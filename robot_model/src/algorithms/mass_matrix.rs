use nalgebra::{DMatrix, DVector, RealField};

use crate::{RobotModelErrors, algorithms::DynamicsOptions, batch::JointBatch, model::RobotModel};

impl<T> RobotModel<T>
where
    T: RealField + Copy,
{
    /// Joint space inertia matrix, one per configuration.
    pub fn mass_matrix<Q: JointBatch<T>>(
        &mut self,
        q: &Q,
        options: DynamicsOptions,
    ) -> Result<Q::Each<DMatrix<T>>, RobotModelErrors> {
        let q = self.rows("q", q)?;
        self.resolve_parameters();
        Ok(Q::from_each(self.mass_matrices(&q, options)))
    }

    /// Stacks inverse dynamics for each unit acceleration, minus the zero acceleration baseline.
    fn mass_matrices(&mut self, q: &DMatrix<T>, options: DynamicsOptions) -> Vec<DMatrix<T>> {
        let (batch, n) = q.shape();
        let zeros = DMatrix::zeros(batch, n);
        self.propagate_state(q, &zeros);
        let baseline = self.recursive_newton_euler(&zeros, options);

        let mut h = vec![DMatrix::zeros(n, n); batch];
        for j in 0..n {
            let mut unit = DMatrix::zeros(batch, n);
            unit.column_mut(j).fill(T::one());
            let column = self.recursive_newton_euler(&unit, options) - &baseline;
            for (b, h) in h.iter_mut().enumerate() {
                h.column_mut(j).copy_from(&column.row(b).transpose());
            }
        }
        h
    }

    /// Joint accelerations from solving H(q) qdd = force - nle(q, qd).
    pub fn forward_dynamics_mass_matrix<Q: JointBatch<T>>(
        &mut self,
        q: &Q,
        qd: &Q,
        force: &Q,
        options: DynamicsOptions,
    ) -> Result<Q, RobotModelErrors> {
        let q = self.rows("q", q)?;
        let qd = self.rows_like("qd", qd, &q)?;
        let force = self.rows_like("force", force, &q)?;
        self.resolve_parameters();

        let h = self.mass_matrices(&q, options);
        self.propagate_state(&q, &qd);
        let zeros = DMatrix::zeros(q.nrows(), q.ncols());
        let nle = self.recursive_newton_euler(&zeros, options);
        let rhs = force.into_owned() - nle;

        let mut qdd = DMatrix::zeros(q.nrows(), q.ncols());
        for (b, h) in h.into_iter().enumerate() {
            let solution = solve(h, rhs.row(b).transpose())?;
            qdd.row_mut(b).copy_from(&solution.transpose());
        }
        Ok(Q::from_rows(qdd))
    }
}

/// Cholesky for the symmetric positive definite case, LU then SVD otherwise.
fn solve<T: RealField + Copy>(h: DMatrix<T>, b: DVector<T>) -> Result<DVector<T>, RobotModelErrors> {
    if let Some(cholesky) = h.clone().cholesky() {
        return Ok(cholesky.solve(&b));
    }
    if let Some(x) = h.clone().lu().solve(&b) {
        return Ok(x);
    }
    h.svd(true, true)
        .solve(&b, nalgebra::convert(1e-12))
        .map_err(|_| RobotModelErrors::SingularMassMatrix)
}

-=-=-=-=-

■ YOUR ASSIGNMENT
The lines holding the word "force" are the answer. Find them in the entries and copy them.

■ RESULT
    /// Joint accelerations from solving H(q) qdd = force - nle(q, qd).
        force: &Q,
        let force = self.rows_like("force", force, &q)?;
        let rhs = force.into_owned() - nle;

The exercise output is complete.